Methods: Sprague Dawley rats were injected intraperitoneal Streptozotocin (STZ) to induce hyperglycemia and diabetic retinopathy. Blood glucose and body weight were monitored. At three months after induction, retinal vascular permeability was measured in vivo by the Evans Blue dye method. Flow cytometry was used to evaluate the frequencies of IL-17-producing T cells and CD4+CD25+Foxp3+ Tregs in spleen and periphery blood. In addition, mRNA levels of ROR-γt and Foxp3 (transcription factors of Th17 and Treg cells, respectively) in retinas are quantified using real-time quantitative PCR. Levels of cytokines produced by Th17 and Treg cells (IL-17 and TGF-β) and VEGF are measured by real-time quantitative PCR, Western blot and immunofluorescence.

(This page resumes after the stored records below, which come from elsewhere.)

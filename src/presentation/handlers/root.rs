use axum::Json;
use axum::response::IntoResponse;
use serde::Serialize;

pub const WELCOME_MESSAGE: &str = "Welcome to the Medical Chatbot API";

#[derive(Serialize)]
pub struct RootResponse {
    pub message: &'static str,
}

pub async fn root_handler() -> impl IntoResponse {
    Json(RootResponse {
        message: WELCOME_MESSAGE,
    })
}
use serde_json::json;

use docsense::domain::{
    FormLanguage, contains_hebrew, flatten_json, normalize_keys, validate_dynamic,
    validate_with_ground_truth,
};

#[test]
fn given_keys_with_gershayim_when_normalizing_then_uses_plain_double_quote() {
    let value = json!({ "כתובת": { "מס׳ בית": "12", "ת״ד": "5" }, "it's": 1 });

    let normalized = normalize_keys(&value);

    assert_eq!(normalized["כתובת"]["ת\"ד"], json!("5"));
    assert_eq!(normalized["it\"s"], json!(1));
}

#[test]
fn given_nested_object_when_flattening_then_uses_dotted_keys() {
    let flat = flatten_json(&json!({ "a": { "b": { "c": 1 } }, "d": "x" }));

    assert_eq!(flat.get("a.b.c"), Some(&json!(1)));
    assert_eq!(flat.get("d"), Some(&json!("x")));
    assert_eq!(flat.len(), 2);
}

#[test]
fn given_hebrew_keys_when_detecting_language_then_returns_hebrew() {
    assert_eq!(FormLanguage::detect(&json!({ "שם משפחה": "" })), FormLanguage::Hebrew);
    assert_eq!(FormLanguage::detect(&json!({ "lastName": "" })), FormLanguage::English);
    assert!(contains_hebrew("abc ש"));
    assert!(!contains_hebrew("abc"));
}

#[test]
fn given_bundled_templates_when_loading_then_both_are_objects() {
    assert!(FormLanguage::English.template().is_object());
    assert!(FormLanguage::Hebrew.template().is_object());
}

#[test]
fn given_ground_truth_when_validating_then_counts_matches_and_missing_keys() {
    let truth = json!({ "lastName": "Levi", "firstName": "Dana", "address": { "city": "Haifa" } });
    let extracted = json!({ "lastName": "Levi", "firstName": "Dina" });

    let report = validate_with_ground_truth(&extracted, &truth);

    assert!((report.accuracy - 100.0 / 3.0).abs() < 1e-9);
    assert!((report.completeness - 200.0 / 3.0).abs() < 1e-9);
    assert_eq!(report.missing_fields, vec!["address.city".to_string()]);
    assert_eq!(report.mismatched_fields["firstName"].expected, json!("Dana"));
    assert_eq!(report.mismatched_fields["firstName"].actual, json!("Dina"));
    assert_eq!(report.mismatched_fields["address.city"].actual, json!(""));
}

#[test]
fn given_empty_ground_truth_when_validating_then_reports_zero_percent() {
    let report = validate_with_ground_truth(&json!({ "a": "1" }), &json!({}));
    assert_eq!(report.accuracy, 0.0);
    assert_eq!(report.completeness, 0.0);
}

#[test]
fn given_implausible_values_when_validating_dynamically_then_flags_them() {
    let template = json!({
        "idNumber": "",
        "mobilePhone": "",
        "dateOfBirth": { "day": "", "month": "", "year": "" }
    });
    let extracted = json!({
        "idNumber": "12345",
        "mobilePhone": "0501234567",
        "dateOfBirth": { "day": "0", "month": "13", "year": "99" }
    });

    let report = validate_dynamic(&extracted, &template);

    assert_eq!(report.completeness, 100.0);
    assert!(report.missing_fields.is_empty());
    assert_eq!(report.invalid_fields["idNumber"], "Invalid ID number");
    assert_eq!(report.invalid_fields["dateOfBirth.day"], "Invalid day or month value");
    assert_eq!(report.invalid_fields["dateOfBirth.month"], "Invalid month value");
    assert_eq!(report.invalid_fields["dateOfBirth.year"], "Invalid year value");
    assert!(!report.invalid_fields.contains_key("mobilePhone"));
}

#[test]
fn given_partial_form_when_validating_dynamically_then_lists_missing_template_keys() {
    let template = json!({ "lastName": "", "firstName": "", "address": { "city": "" } });
    let extracted = json!({ "lastName": "", "firstName": "Dana" });

    let report = validate_dynamic(&extracted, &template);

    assert_eq!(report.missing_fields, vec!["address.city".to_string()]);
    assert!((report.completeness - 200.0 / 3.0).abs() < 1e-9);
    assert!(report.invalid_fields.is_empty());
}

Results: At three months after STZ treatment, STZ-treated diabetic rats demonstrated significant blood-retinal barrier (BRB) leakage and increased VEGF level compared with non-diabetic control rats. Th17 cells related transcription factor (ROR-γt) was activated and expression of its associated cytokine (IL-17) increased in the diabetic retinas with respect to non-diabetic control. The proportion of IL-17 and TGF-β was significantly elevated, suggesting the imbalance between Th17 cells and Tregs may exist in the diabetic retinas. In addition, the bias of Th17/Treg was strongly correlated to VEGF level in diabetic retinas.

Conclusions: Our results indicated that a loss of immune-balance of Th17 to Treg may have a critical role in vascular leakage and further shed new light into understanding the immune-inflammatory mechanism of diabetic retinopathy.